𝓒𝓱𝓪𝓹𝓲𝓽𝓻𝓮 17

Assit sur le bord du lavoir, ses deux jambes dans l'eau, il ramenait le linge sur un plateau de bois, le lavant à grand mouvement. Il le tordait, l'étendait, le roulait en boule, le rinçait et recommençait. On ne le voyait presque pas là, mélangé aux filles. Ses cheveux aussi tombaient dans l'eau tant la longueur était grande. Il les ramenait aussi en arrière avec son poignet, pour ne pas les tremper. Il finissait aussi par lever la tête vers le ciel, le temps de reprendre son souffle avant de s'y remettre.

Un groupe de soldats passa devant la troupe de laveuses, et s'arrêtèrent pour essayer d'attirer une ou deux d'entre elles. Les plus jolies, ou les plus jeunes. Il se fit petit, le plus possible, caché derrière une femme un peu plus vieille, assez ronde. Elle le connaissait. Ou du moins, je pense. Elle le cacha, le plus possible. Mais il se fit remarquer. Pas encore en tant que garçon. Là aussi, ce n'est qu'une supposition, mais vu la phrase du soldat, ce ne serait pas étonnant. Ou alors, il était particulièrement sarcastique.

« Alors ma belle, tu te caches ? »

Il ne répondit pas, restant avec son linge. Il le tordait, l'étendait, le roulait en boule, le rinçait et recommençait, encore et encore. Le soldat s'approcha un peu, piqué par la curiosité face au silence de marbre. La femme devant le jeune l'arrêta.

Je ne vis pas la suite de cette histoire, parce que la vieille carriole, grinçante et menaçante repartait déjà, dans un crissement insupportable. Je me sentais comme un conteur, en quête de ses histoires à raconter, à chanter. Mais au travers des planches de notre moyen de locomotion, il était difficile d'avoir tous les détails. Il me faudra de l'imagination pour bien finir cette histoire, lorsque Anaria me le demanderai. Somnolant sur mes genoux, pour l'instant, il n'était pas près de demander quoique ce soit.

Les chaînes autour de ses poignets laissaient des marques sanguinolentes, que j'essayais de désinfecter avec des pans de ma chemise et les trois gouttes d'eau quotidienne. Celles qui étaient sensées me garder en vie, mais qui servaient à ne pas le tuer par une mauvaise fièvre. La jeunesse est une chance qui affaiblit les plus exposés. Il en est l'exemple cruel le plus imagé. Je posai ma main sur son bras. Pourquoi ce trajet me semblait si long ? L'était-il seulement ? Les soldats marmonnaient des choses, des noms. Je ne les connaissais pas. Ils ont ensuite parlé de « Terres Sableuses ». Je ne connais pas plus, mais imaginer un désert ne serait pas une perte de temps, en attendant de savoir la vérité.
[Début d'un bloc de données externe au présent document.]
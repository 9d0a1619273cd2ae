use std::fmt;

use serde::de::DeserializeOwned;
use serde::Serialize;
use tracing::debug;

use liab_types::{Flake, KeyPart};

use crate::bucket::Bucket;
use crate::error::{StoreError, StoreResult};
use crate::payload;
use crate::schema::{DeclKind, FieldKind, TypeDecl};
use crate::stream::Stream;
use crate::tables::SubStore;
use crate::traits::{Txn, WriteTxn};

/// A single entity bound to a transaction.
///
/// An item is its key path (type and field names alternating with
/// identifiers, ending in its own flake) plus the declaration of its type.
/// Creating one does no I/O. Two items are equal when they have the same
/// type and the same identifier.
pub struct Item<'t, T: Txn> {
    tx: &'t T,
    ty: Option<(&'t str, &'t TypeDecl)>,
    home: SubStore,
    path: Vec<KeyPart>,
    id: Flake,
}

/// A resolved field of an item.
pub enum Field<'t, T: Txn> {
    Bucket(Bucket<'t, T>),
    Stream(Stream<'t, T>),
}

impl<T: Txn> Field<'_, T> {
    pub fn kind(&self) -> FieldKind {
        match self {
            Field::Bucket(_) => FieldKind::Bucket,
            Field::Stream(_) => FieldKind::Stream,
        }
    }
}

impl<'t, T: Txn> Item<'t, T> {
    pub(crate) fn new(
        tx: &'t T,
        ty: Option<(&'t str, &'t TypeDecl)>,
        home: SubStore,
        parent: &[KeyPart],
        id: Flake,
    ) -> Self {
        let mut path = parent.to_vec();
        path.push(KeyPart::Id(id));
        Self {
            tx,
            ty,
            home,
            path,
            id,
        }
    }

    pub fn id(&self) -> Flake {
        self.id
    }

    /// Declared type, or `None` for entries of an untyped stream.
    pub fn type_name(&self) -> Option<&'t str> {
        self.ty.map(|(name, _)| name)
    }

    /// Sub-store holding this item's payload.
    pub fn home(&self) -> SubStore {
        self.home
    }

    pub fn path(&self) -> &[KeyPart] {
        &self.path
    }

    /// Encoded key of the payload.
    pub fn key(&self) -> Vec<u8> {
        self.tx.codec().encode(&self.path)
    }

    /// Read and decode the payload. `Ok(None)` if nothing is stored.
    pub fn get<V: DeserializeOwned>(&self) -> StoreResult<Option<V>> {
        match self.tx.get(self.home, &self.key())? {
            Some(bytes) => Ok(Some(payload::decode(&bytes)?)),
            None => Ok(None),
        }
    }

    pub fn exists(&self) -> StoreResult<bool> {
        Ok(self.tx.get(self.home, &self.key())?.is_some())
    }

    /// Resolve a declared field to its bucket or stream handle.
    pub fn field(&self, name: &str) -> StoreResult<Field<'t, T>> {
        let decl = self
            .ty
            .and_then(|(_, decl)| decl.field(name))
            .ok_or_else(|| StoreError::UnknownField {
                owner: self.owner(),
                name: name.to_string(),
            })?;

        let mut path = self.path.clone();
        path.push(KeyPart::from(name));
        let schema = self.tx.schema();
        let target = match &decl.item {
            Some(item) => Some(schema.resolve(item)?),
            None => None,
        };

        match decl.kind {
            FieldKind::Bucket => {
                let member = target.ok_or_else(|| {
                    StoreError::InvalidSchema(format!("bucket `{}.{name}` has no item type", self.owner()))
                })?;
                Ok(Field::Bucket(Bucket::new(
                    self.tx,
                    format!("{}.{name}", self.owner()),
                    member,
                    path,
                )))
            }
            FieldKind::Stream => Ok(Field::Stream(Stream::new(self.tx, target, path))),
        }
    }

    /// Resolve a field that must be a bucket.
    pub fn bucket(&self, name: &str) -> StoreResult<Bucket<'t, T>> {
        match self.field(name)? {
            Field::Bucket(bucket) => Ok(bucket),
            other => Err(self.mismatch(name, DeclKind::Bucket, other.kind())),
        }
    }

    /// Resolve a field that must be a stream.
    pub fn stream(&self, name: &str) -> StoreResult<Stream<'t, T>> {
        match self.field(name)? {
            Field::Stream(stream) => Ok(stream),
            other => Err(self.mismatch(name, DeclKind::Stream, other.kind())),
        }
    }

    fn owner(&self) -> String {
        self.type_name().unwrap_or("item").to_string()
    }

    fn mismatch(&self, name: &str, expected: DeclKind, found: FieldKind) -> StoreError {
        StoreError::KindMismatch {
            owner: self.owner(),
            name: name.to_string(),
            expected,
            found: found.into(),
        }
    }
}

impl<T: WriteTxn> Item<'_, T> {
    /// Overwrite the payload at this item's own key.
    pub fn set<V: Serialize + ?Sized>(&self, value: &V) -> StoreResult<()> {
        let bytes = payload::encode(value)?;
        self.tx.put(self.home, &self.key(), &bytes)?;
        debug!(id = %self.id, ty = self.type_name().unwrap_or("-"), len = bytes.len(), "item set");
        Ok(())
    }
}

impl<T: Txn> Clone for Item<'_, T> {
    fn clone(&self) -> Self {
        Self {
            tx: self.tx,
            ty: self.ty,
            home: self.home,
            path: self.path.clone(),
            id: self.id,
        }
    }
}

impl<T: Txn> PartialEq for Item<'_, T> {
    fn eq(&self, other: &Self) -> bool {
        self.type_name() == other.type_name() && self.id == other.id
    }
}

impl<T: Txn> Eq for Item<'_, T> {}

impl<T: Txn> fmt::Debug for Item<'_, T> {
    fn fmt(&self, f: &mut fmt::Formatter<'_>) -> fmt::Result {
        f.debug_struct("Item")
            .field("type", &self.type_name())
            .field("id", &self.id)
            .field("home", &self.home)
            .finish()
    }
}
Ils nous ont fait sortir du bateau, avec comme ordre « ne vous habituez pas trop à la terre ». Et pourtant, ça doit faire déjà bien trois aurores que l'on arpente les routes, à se demander s'ils ne nous ont pas perdus. Enfin, c'est ce qui est marmonnés, à l'arrière, parmi mes frères. Le nombre d'arrêts longs et interminables qu'ils nous font part depuis le début du trajet indique plutôt un retard exprès, comme pour nous torturer d'impatience et d'inconfort. Il fait chaud, à l'arrière des chariots, et nous sommes tous les uns sur les autres, râlant de soif, de fin, et de chaleur. Trois corps ont déjà été sorti, brûlé vif. Du sang gouttait de leur nez, et maintenant on le note comme premier symptôme. Personne ne s'est trop attachés, personne ne s'est encore rencontré. Je n'ai qu'Anaria, les autres n'ont personne. Je sais que l'on ne va pas s'en sortir avec cette mentalité, mais nous sommes en train de passer un test : Qui vit, qui meurt ? Faire des liens maintenant, c'est perdre espoir.

J'ai entendu cinq ou six personnes faire des prières. Certain à Atea, pour un temps différent, moins chaud, vivable. D'autres à Veler, pour de la pitié. D'autres à Saryx, pour la mort. Je n'ai demandé rien à personne. Si l'un d'entre eux accorde un peu d'aide, je ferai tout pour la refuser. Je m'en sortirai seul, sans leur égo. Puis, quand tout sera fini, je les noierai dans leur prétention.